# Using two noise gates?



## GuitarsCanada (Dec 30, 2005)

I find myself with a second noise gate right now. Actually a Boss NS2. I already have an MXR noise gate on the board. Question is would the second one be of any use. I have the MXR right after distortion and before modularion/reverbs etc.

The only thing in front of the MXR right now is my wah and tuner. I run everything directly into the amp as it has no effects loop. The board will generate a fair amount of noise if distortion is engaged without the gate.

So if I wanted to add the boss where would the best location be? Or is it overkill.


----------



## cboutilier (Jan 12, 2016)

I can't see a benefit in using two gates, unless you had a massive board and wanted to gate separate sections of the board separately. I just keep my noisy pedals together (mainly my OD3 and CS3 now) and run them through the send-return loop of my NS2. I found it didn't work at all having it inline; it had to be a loop.


----------



## amagras (Apr 22, 2015)

It depends on what style you play. For example djent guitarists use 2 noise gates before and after the overdrive or distortion to be able to play those super tight rhythms.


----------



## GuitarsCanada (Dec 30, 2005)

cboutilier said:


> I can't see a benefit in using two gates, unless you had a massive board and wanted to gate separate sections of the board separately. I just keep my noisy pedals together (mainly my OD3 and CS3 now) and run them through the send-return loop of my NS2. I found it didn't work at all having it inline; it had to be a loop.


When you say you are looping them. Are you saying you run them in and right back to the NS2 and then from the NS2 to the rest of the board?


----------



## High/Deaf (Aug 19, 2009)

Overkill, IMO. Unless you have some unusually setup, as suggested in the above two posts.

But what would be useful is if you could use one noise gate to sense signal early in the chain but not gate - and use that 1st box to trigger the actual noise gate at the far end of the signal chain, after the noisy effects. Doubt that's easily do-able though.


----------



## mhammer (Nov 30, 2007)

I've been an advocate of dual noise-control devices for a while now.

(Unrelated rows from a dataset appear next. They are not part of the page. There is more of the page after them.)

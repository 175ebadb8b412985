use crate::error::{LedgerError, Result};
use serde::{Deserialize, Serialize};

/// Balance handed to a player the first time the ledger sees them.
pub const DEFAULT_STARTING_BALANCE: i64 = 100;

#[derive(Debug, Clone, Serialize, Deserialize)]
#[serde(default)]
pub struct LedgerConfig {
    pub starting_balance: i64,
    pub db_file: String,
    pub history_limit: usize,
}

impl Default for LedgerConfig {
    fn default() -> Self {
        Self {
            starting_balance: DEFAULT_STARTING_BALANCE,
            db_file: "revolver.db".to_string(),
            history_limit: 50,
        }
    }
}

impl LedgerConfig {
    pub fn with_starting_balance(starting_balance: i64) -> Self {
        Self {
            starting_balance,
            ..Self::default()
        }
    }

    pub fn validate(&self) -> Result<()> {
        if self.starting_balance < 0 {
            return Err(LedgerError::config("Starting balance cannot be negative"));
        }

        if self.db_file.is_empty() {
            return Err(LedgerError::config("Database file name cannot be empty"));
        }

        if self.history_limit == 0 {
            return Err(LedgerError::config("History limit must be greater than 0"));
        }

        Ok(())
    }
}

#[cfg(test)]
mod tests {
    use super::*;

    #[test]
    fn test_default_config_is_valid() {
        let config = LedgerConfig::default();
        assert!(config.validate().is_ok());
        assert_eq!(config.starting_balance, 100);
    }

    #[test]
    fn test_rejects_negative_starting_balance() {
        let config = LedgerConfig::with_starting_balance(-5);
        assert!(matches!(config.validate(), Err(LedgerError::Config(_))));
    }
}
pub mod account;
pub mod duel;

pub use account::{deposit, show_balance, show_history, show_leaderboard, transfer};
pub use duel::play_duel;
use crate::config::DuelConfig;
use crate::error::Result;
use crate::events::DuelEvent;
use crate::registry::SessionRegistry;
use crate::session::{Phase, Session, Side};
use revolver_ledger::{EntryReason, Ledger, PlayerId};
use serde::{Deserialize, Serialize};
use std::cmp::Ordering;
use uuid::Uuid;

#[derive(Debug, Clone, Copy, PartialEq, Eq, Serialize, Deserialize)]
#[serde(rename_all = "snake_case")]
pub enum MatchOutcome {
    PlayerWon,
    OpponentWon,
    Draw,
    Surrendered,
    /// The player let a prompt time out.
    Forfeited,
}

impl MatchOutcome {
    pub fn winner(self) -> Option<Side> {
        match self {
            Self::PlayerWon => Some(Side::Player),
            Self::OpponentWon | Self::Surrendered | Self::Forfeited => Some(Side::Opponent),
            Self::Draw => None,
        }
    }

    /// Journal reason for the balance change; a draw moves no money.
    pub fn reason(self) -> Option<EntryReason> {
        match self {
            Self::PlayerWon => Some(EntryReason::DuelWin),
            Self::OpponentWon => Some(EntryReason::DuelLoss),
            Self::Surrendered => Some(EntryReason::Surrender),
            Self::Forfeited => Some(EntryReason::Forfeit),
            Self::Draw => None,
        }
    }
}

#[derive(Debug, Clone, PartialEq, Eq, Serialize, Deserialize)]
pub struct SettlementResult {
    pub player_id: PlayerId,
    pub session_id: Uuid,
    pub outcome: MatchOutcome,
    pub bet: i64,
    /// Signed change applied to the balance.
    pub payout: i64,
    pub balance_after: i64,
    pub player_round_wins: u32,
    pub opponent_round_wins: u32,
}

impl SettlementResult {
    pub fn to_event(&self) -> DuelEvent {
        DuelEvent::MatchEnded {
            winner: self.outcome.winner(),
            outcome: self.outcome,
            payout: self.payout,
        }
    }
}

#[derive(Debug, Clone)]
pub struct SettlementEngine {
    win_multiplier: i64,
    surrender_divisor: i64,
}

impl SettlementEngine {
    pub fn new(win_multiplier: i64, surrender_divisor: i64) -> Self {
        Self {
            win_multiplier,
            surrender_divisor: surrender_divisor.max(1),
        }
    }

    pub fn from_config(config: &DuelConfig) -> Self {
        Self::new(config.win_multiplier, config.surrender_divisor)
    }

    pub fn payout(&self, outcome: MatchOutcome, bet: i64) -> i64 {
        match outcome {
            MatchOutcome::PlayerWon => bet.saturating_mul(self.win_multiplier),
            MatchOutcome::OpponentWon => -bet,
            MatchOutcome::Draw => 0,
            MatchOutcome::Surrendered | MatchOutcome::Forfeited => -(bet / self.surrender_divisor),
        }
    }

    /// Result of a completed match, from the round-win tally alone.
    pub fn outcome_of(session: &Session) -> MatchOutcome {
        match session
            .player_round_wins
            .cmp(&session.opponent_round_wins)
        {
            Ordering::Greater => MatchOutcome::PlayerWon,
            Ordering::Less => MatchOutcome::OpponentWon,
            Ordering::Equal => MatchOutcome::Draw,
        }
    }

    /// Apply the outcome to the ledger and retire the session. The session
    /// leaves the registry even when the ledger call fails.
    pub(crate) async fn settle(
        &self,
        ledger: &dyn Ledger,
        registry: &SessionRegistry,
        session: &mut Session,
        outcome: MatchOutcome,
    ) -> Result<SettlementResult> {
        let payout = self.payout(outcome, session.bet);
        let applied = match outcome.reason() {
            Some(reason) if payout != 0 => {
                ledger
                    .adjust_balance(session.player_id, payout, reason)
                    .await
            }
            _ => ledger.balance(session.player_id).await,
        };

        session.phase = Phase::Complete;
        session.awaiting_player_choice = false;
        session.choice_deadline = None;
        registry.remove(session.player_id);

        let balance_after = match applied {
            Ok(balance) => balance,
            Err(e) => {
                tracing::error!(
                    "Failed to settle duel {} for player {}: {}",
                    session.id,
                    session.player_id,
                    e
                );
                return Err(e.into());
            }
        };

        tracing::info!(
            "Duel {} settled for player {}: {:?}, payout {}, balance {}",
            session.id,
            session.player_id,
            outcome,
            payout,
            balance_after
        );

        Ok(SettlementResult {
            player_id: session.player_id,
            session_id: session.id,
            outcome,
            bet: session.bet,
            payout,
            balance_after,
            player_round_wins: session.player_round_wins,
            opponent_round_wins: session.opponent_round_wins,
        })
    }
}

impl Default for SettlementEngine {
    fn default() -> Self {
        Self::from_config(&DuelConfig::default())
    }
}
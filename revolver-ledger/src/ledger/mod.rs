pub mod config;
pub mod memory;
pub mod sqlite;

pub use config::LedgerConfig;
pub use memory::MemoryLedger;
pub use sqlite::SqliteLedger;

use crate::error::{LedgerError, Result};
use crate::types::{EntryReason, LedgerEntry, PlayerId};
use async_trait::async_trait;

/// Account balances the game economy settles against.
///
/// Balances are plain signed integers. `adjust_balance` applies the delta as
/// given: settlement amounts are fixed by the game rules, so a debit may take
/// a balance below zero if the player spent funds elsewhere mid-match.
#[async_trait]
pub trait Ledger: Send + Sync {
    /// Current balance, opening the account with the starting balance if new.
    async fn balance(&self, player_id: PlayerId) -> Result<i64>;

    /// Apply `delta` and journal it. Returns the balance after the change.
    async fn adjust_balance(
        &self,
        player_id: PlayerId,
        delta: i64,
        reason: EntryReason,
    ) -> Result<i64>;

    /// Journal for one player, most recent first.
    async fn history(&self, player_id: PlayerId) -> Result<Vec<LedgerEntry>>;

    /// Move `amount` from one account to another atomically. Unlike
    /// settlement, a transfer never overdraws the sender. Returns the
    /// balances of sender and receiver afterwards.
    async fn transfer(&self, from: PlayerId, to: PlayerId, amount: i64) -> Result<(i64, i64)>;
}

pub(crate) fn check_transfer(from: PlayerId, to: PlayerId, amount: i64) -> Result<()> {
    if amount <= 0 {
        return Err(LedgerError::InvalidAmount(amount));
    }
    if from == to {
        return Err(LedgerError::internal("Cannot transfer to the same account"));
    }
    Ok(())
}
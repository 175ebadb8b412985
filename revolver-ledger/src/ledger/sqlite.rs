use crate::error::{LedgerError, Result};
use crate::ledger::{check_transfer, Ledger, LedgerConfig};
use crate::storage::{AccountStore, EntryStore, Storage};
use crate::types::{EntryReason, LedgerEntry, PlayerId};
use async_trait::async_trait;
use chrono::Utc;
use rusqlite::Connection;
use std::path::Path;
use std::sync::Arc;
use uuid::Uuid;

/// SQLite-backed ledger living in the data directory.
pub struct SqliteLedger {
    storage: Arc<Storage>,
    config: LedgerConfig,
}

impl SqliteLedger {
    pub async fn new(data_dir: &Path) -> Result<Self> {
        Self::with_config(data_dir, LedgerConfig::default()).await
    }

    pub async fn with_config(data_dir: &Path, config: LedgerConfig) -> Result<Self> {
        config.validate()?;

        let db_path = data_dir.join(&config.db_file);
        let storage = Arc::new(Storage::new(&db_path).await?);

        tracing::debug!("Opened ledger at {}", db_path.display());
        Ok(Self { storage, config })
    }

    pub fn config(&self) -> &LedgerConfig {
        &self.config
    }

    /// All known accounts, richest first.
    pub async fn accounts(&self) -> Result<Vec<(PlayerId, i64)>> {
        let conn = self.storage.get_connection().await;
        let accounts = AccountStore::new(&conn).list()?;
        Ok(accounts
            .into_iter()
            .map(|a| (a.player_id, a.balance))
            .collect())
    }

    fn apply(
        &self,
        conn: &Connection,
        player_id: PlayerId,
        delta: i64,
        reason: EntryReason,
    ) -> Result<i64> {
        let accounts = AccountStore::new(conn);
        let account = accounts.load_or_open(player_id, self.config.starting_balance)?;

        let balance_after = account
            .balance
            .checked_add(delta)
            .ok_or(LedgerError::InvalidAmount(delta))?;
        accounts.set_balance(player_id, balance_after)?;

        EntryStore::new(conn).append(&LedgerEntry {
            id: Uuid::new_v4(),
            player_id,
            delta,
            balance_after,
            reason,
            timestamp: Utc::now(),
        })?;

        Ok(balance_after)
    }
}

#[async_trait]
impl Ledger for SqliteLedger {
    async fn balance(&self, player_id: PlayerId) -> Result<i64> {
        let conn = self.storage.get_connection().await;
        let account = AccountStore::new(&conn).load_or_open(player_id, self.config.starting_balance)?;
        Ok(account.balance)
    }

    async fn adjust_balance(
        &self,
        player_id: PlayerId,
        delta: i64,
        reason: EntryReason,
    ) -> Result<i64> {
        let mut conn = self.storage.get_connection().await;
        let tx = conn.transaction()?;
        let balance_after = self.apply(&tx, player_id, delta, reason)?;
        tx.commit()?;

        tracing::info!(
            "Ledger {}: {:+} for {} (balance {})",
            reason,
            delta,
            player_id,
            balance_after
        );
        Ok(balance_after)
    }

    async fn history(&self, player_id: PlayerId) -> Result<Vec<LedgerEntry>> {
        let conn = self.storage.get_connection().await;
        EntryStore::new(&conn).history(player_id, self.config.history_limit)
    }

    async fn transfer(&self, from: PlayerId, to: PlayerId, amount: i64) -> Result<(i64, i64)> {
        check_transfer(from, to, amount)?;

        let mut conn = self.storage.get_connection().await;
        let tx = conn.transaction()?;

        let available = AccountStore::new(&tx)
            .load_or_open(from, self.config.starting_balance)?
            .balance;
        if available < amount {
            return Err(LedgerError::InsufficientFunds {
                need: amount,
                available,
            });
        }

        let from_after = self.apply(&tx, from, -amount, EntryReason::Transfer)?;
        let to_after = self.apply(&tx, to, amount, EntryReason::Transfer)?;
        tx.commit()?;

        tracing::info!("Transferred {} from {} to {}", amount, from, to);
        Ok((from_after, to_after))
    }
}
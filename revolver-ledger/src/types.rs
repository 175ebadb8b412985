use chrono::{DateTime, Utc};
use serde::{Deserialize, Serialize};
use std::fmt;
use std::str::FromStr;
use uuid::Uuid;

/// Chat-platform user id. Opaque to the ledger.
pub type PlayerId = u64;

#[derive(Debug, Clone, Serialize, Deserialize)]
pub struct LedgerEntry {
    pub id: Uuid,
    pub player_id: PlayerId,
    pub delta: i64, // +ve credit, -ve debit
    pub balance_after: i64,
    pub reason: EntryReason,
    pub timestamp: DateTime<Utc>,
}

#[derive(Debug, Clone, Copy, PartialEq, Eq, Serialize, Deserialize)]
pub enum EntryReason {
    Deposit,
    DuelWin,
    DuelLoss,
    Surrender,
    Forfeit,
    Transfer,
}

impl EntryReason {
    pub fn as_str(&self) -> &'static str {
        match self {
            Self::Deposit => "deposit",
            Self::DuelWin => "duel_win",
            Self::DuelLoss => "duel_loss",
            Self::Surrender => "surrender",
            Self::Forfeit => "forfeit",
            Self::Transfer => "transfer",
        }
    }
}

impl fmt::Display for EntryReason {
    fn fmt(&self, f: &mut fmt::Formatter<'_>) -> fmt::Result {
        f.write_str(self.as_str())
    }
}

impl FromStr for EntryReason {
    type Err = String;

    fn from_str(s: &str) -> std::result::Result<Self, Self::Err> {
        match s {
            "deposit" => Ok(Self::Deposit),
            "duel_win" => Ok(Self::DuelWin),
            "duel_loss" => Ok(Self::DuelLoss),
            "surrender" => Ok(Self::Surrender),
            "forfeit" => Ok(Self::Forfeit),
            "transfer" => Ok(Self::Transfer),
            other => Err(format!("unknown entry reason '{}'", other)),
        }
    }
}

There are two basic sources of noise: what comes from the guitar itself, and that first length of cable, and what comes from the pedals on the way to the amp.

What comes from the guitar is primarily EMI and RFI, in the form of hum and radio stations. What comes from the pedals can contain hiss, ticks (from LFOs), and clock noise (from delays and similar), in addition to amplified versions of whatever came in on the first guitar cable.

The gist of the challenge is that cleaning up the signal before it hits the pedals tends to only address hum and RF, and does little about the cumulative hiss, while cleaning up the signal at the end of the pedal chain allows initial low-level hum and hiss to get boosted, making the burden on the gate to tell signal and noise apart from each other that much harder. The smaller the difference between the noise you don't want, and the signal you do want, the greater the likelihood that few settings of the threshold control will yield anything that successfully removes noise while allowing notes to gracefully decay.

The compromise is to use something like the NS-2, that senses the need for gating at the outset, before the relative differentiability of signal and noise gets too hard, but applies that gating further down the line.

To my mind (and YMMV) the ideal, then, is to have one gate with a fairly low turn-on threshold at the head of the pedal chain, to remove pickup hum and incidental RFI/EMI, and then another gate or expander at the end of the pedal chain, as the "clean-up" pedal. If you feed your overdrive a pristine signal, then when it amplifies by a factor of 200x, there is less hiss for the 2nd gate to remove. That means you can also set the threshold of that one pretty low, and provide a nicely nuanced output without any of the choppiness of more severe gating.

Given that you have the NS-2 and MXR unit at your disposal (and I gather the MXR does not have a loop like the NS-2), I would opt for sticking the MXR right at the start of your chain, where you can set a low threshold. The NS-2 would then be inserted immediately after your overdrives and modulation, with your delays inserted in the loop. The secondary gating action of the NS-2 as applied at the very end, but the sensing of any noise occurs immediately after the pedals most inclined to produce noise.

Does that make sense?

Of course, I say all of this having no idea of how big a challenge noise presents to you, within the context of your rig and needs. There are many circumstances where having just one is more than enough.


----------



## cboutilier (Jan 12, 2016)

GuitarsCanada said:


> When you say you are looping them. Are you saying you run them in and right back to the NS2 and then from the NS2 to the rest of the board?


Yup. It goes TU2 -> NS2 -> OD3 -> CS2 -> back to NS2 -> delay -> reverb -> amp.

I'll try and find a picture of the way it was set up. I took it off the board last week in favor of a big box Small Stone.


----------



## GuitarsCanada (Dec 30, 2005)

Im going to do some experimenting with these suggestions. Will publish the results for future reference


----------



## GuitarsCanada (Dec 30, 2005)

So I played around with my board for a bit last night. Moving things around and discovered that my fulltone OD creates a fair amount noise if used with anything else. Alone it appears fine. So I stuck the MXR right behind it then ran out to the other distortion pedals and then into the Boss NS2. From there out to the reverb and delay to amp. This configuration took the vast majority of noise out of the chain. So quieting that signal out of the OD helps a great deal on the Metal zone etc.

Granted you.may not need any OD engaged when using something like the metal zone which is very high gain. But I also have a big muff on there


----------



## cboutilier (Jan 12, 2016)

Your Fulltone might be drawing a lot of current and over drawing the power supply. My pedals get super noisy if I have to many engaged


----------